You might think of 3D printers as being smaller than a desktop, but the architect founders of Model No. “print” out their mod, spacey designs layer by layer with machines 10 times that size. Six-foot-high 3D printers create ergonomic chaise lounges and tables (many with secret storage capacity) from bio-resins, types of plastic made from food waste instead of petroleum products. Cofounder Jillian Northrup says Model No. saves on warehouse space and waste by only fabricating pieces after they are ordered online. “Our big idea is designer customizable furniture that is sustainable. When you order it, you get it in two to three weeks,” she says.
Thuma
Just as maple trees are tapped for syrup in North America, rubber trees are tapped for latex (which is later refined into rubber) in tropical climates.
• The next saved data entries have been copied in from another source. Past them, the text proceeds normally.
/// Everything a client shows about a site.
#[derive(Debug, Clone, PartialEq, Eq, Serialize)]
pub struct SiteInfo {
    /// Island hosting the site.
    pub island: IslandId,
    /// Resource harvested.
    pub resource: Resource,
    /// Current level.
    pub level: u32,
    /// Workers one city may assign now.
    pub max_workers_per_city: u32,
    /// Workers one city may assign after the next upgrade.
    pub next_max_workers_per_city: Option<u32>,
    /// Donations needed for the next level.
    pub upgrade_cost: BTreeMap<Resource, u32>,
    /// Upgrade duration in seconds.
    pub upgrade_time: u64,
    /// Donations toward the current level.
    pub donations: BTreeMap<CityId, BTreeMap<Resource, u32>>,
    /// Every donation ever made.
    pub history: BTreeMap<CityId, BTreeMap<Resource, u64>>,
    /// Workers per city on the island.
    pub workers: Vec<SiteWorkers>,
    /// Whether an upgrade timer is running.
    pub upgrade_in_progress: bool,
    /// Seconds left on the upgrade timer.
    pub upgrade_remaining_time: u64,
}

/// Seconds left on a site's upgrade timer, zero when none runs.
pub fn remaining_secs(rules: &Rules, site: &ResourceSite, now: DateTime<Utc>) -> u64 {
    let Some(started) = site.upgrade_started_at else {
        return 0;
    };
    let duration = rules
        .sites
        .level(site.resource, site.level)
        .map_or(0, |l| l.upgrade_secs);
    let elapsed = u64::try_from(now.signed_duration_since(started).num_seconds()).unwrap_or(0);
    duration.saturating_sub(elapsed)
}

/// Whether the donations cover every cost line of the current level.
pub fn fully_funded(rules: &Rules, site: &ResourceSite) -> bool {
    rules
        .sites
        .level(site.resource, site.level)
        .is_some_and(|l| {
            !l.upgrade_cost.is_empty()
                && l.upgrade_cost
                    .iter()
                    .all(|(r, cost)| site.donated(*r) >= *cost)
        })
}

/// Finish an upgrade whose timer has run out.
///
/// Returns `true` if the site gained a level. Owners of cities on the
/// island are notified.
pub fn finish_upgrade_if_due(
    rules: &Rules,
    world: &mut World,
    island: IslandId,
    resource: Resource,
    now: DateTime<Utc>,
) -> bool {
    let Some(site) = world.site_mut(island, resource) else {
        return false;
    };
    if site.upgrade_started_at.is_none() || remaining_secs(rules, site, now) > 0 {
        return false;
    }
    site.level = site.level.saturating_add(1);
    site.donations.clear();
    site.upgrade_started_at = None;
    let level = site.level;

    info!(%island, ?resource, level, "Resource site upgraded");
    let island_name = world.island(island).map(|i| i.name.clone()).unwrap_or_default();
    let owners: Vec<PlayerId> = world
        .island(island)
        .map(|i| i.cities.clone())
        .unwrap_or_default()
        .into_iter()
        .filter_map(|id| world.city(id).and_then(|c| c.owner))
        .collect::<BTreeSet<_>>()
        .into_iter()
        .collect();
    for owner in owners {
        notifications::notify(
            world,
            owner,
            NotificationKind::Info,
            format!(
                "The {} of {island_name} reached level {level}.",
                resource.site_name()
            ),
            now,
        );
    }
    true
}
For years, those trees were scrapped or burned at the end of their latex-producing life cycles, but now, creative manufacturers like San Francisco–based Thuma have reclaimed rubber wood for more enduring and less carbon-emitting purposes, like cradling your body every night. The Bed, Thuma’s debut product, is designed with classic lines in hopes that customers will hold on to it for years longer. Thuma has made some impressive advances in their shipping practices too, using recycled cardboard products to cushion the wooden bed frames during delivery.
Sabai
Hauling broken or stained sofas to the curb is an American habit that starts young, often because first-time furniture buyers can afford only flimsy, low-end pieces. Sabai founders Caitlin Ellen and Phantila Phataraprasit, both in their 20s, set out a couple years ago to create something they needed themselves: a less pricey, greener alternative to mass-produced sofas. “We always cared about sustainability in terms of how we eat and travel,” says Phataraprasit. “But it was difficult when it came time to decorate our apartments.” Their solution, which they are iterating to this day, is an “essential sofa” and “essential sectional.” Their most popular fabric is velvet made from recycled water bottles, which is easy to clean and requires no chemical treatment. The sofas are manufactured domestically in North Carolina, saving on trans-ocean shipping costs and emissions as well.
Loll Designs
Minnesota-based CEO Greg Benson credits a high school environmental studies teacher with changing his worldview early on. Benson remembers those classes as “a significant awakening for me to really look at nature and how we interact with it” long before anyone was using catchphrases like sustainable business. Benson’s early ventures included designing skate parks, but he pivoted to furniture more than a decade ago, determined to find compelling uses for recycled plastic. Loll Designs—the name inspired by a chill “lollygagger” vibe—is introducing some poppy indoor-outdoor lounge pieces this year, all manufactured locally. The company was recently C2C (Cradle to Cradle) certified, which means their sustainability practices start at sourcing and take all aspects of each product’s life cycle into consideration.
Munson Furniture
An eco-conscious option for high-end customers, Oakland-based Munson Furniture launched its custom manufacturing project online two years ago. Designer Paul Munson applied midcentury Danish modern aesthetics to his own logic, believing that if he got the dimensions of his tables just right, customers could fashion thousands of iterations by choosing different configurations and materials. Munson prioritizes fine-quality woods, as interested in the look and “grain structure” of them as he is in their natural habitat. The company partners with distributors approved by the Forest Stewardship Council (FSC), an independent organization that guarantees wood is coming from forests that are managed to keep them thriving for decades to come. Recently, Munson starting thoughtfully working with a highly endangered wood. Pale, ghostly beautiful ash trees are now threatened by an invasive beetle named for its destructive power, the emerald ash borer. Since municipalities in the Midwest will sometimes preemptively cut down healthy ash trees, hoping to quarantine the beetle to infected areas only, Munson has arranged to reclaim those felled trees and turn them into lasting pieces, limited-edition monuments to nature’s precarious balance.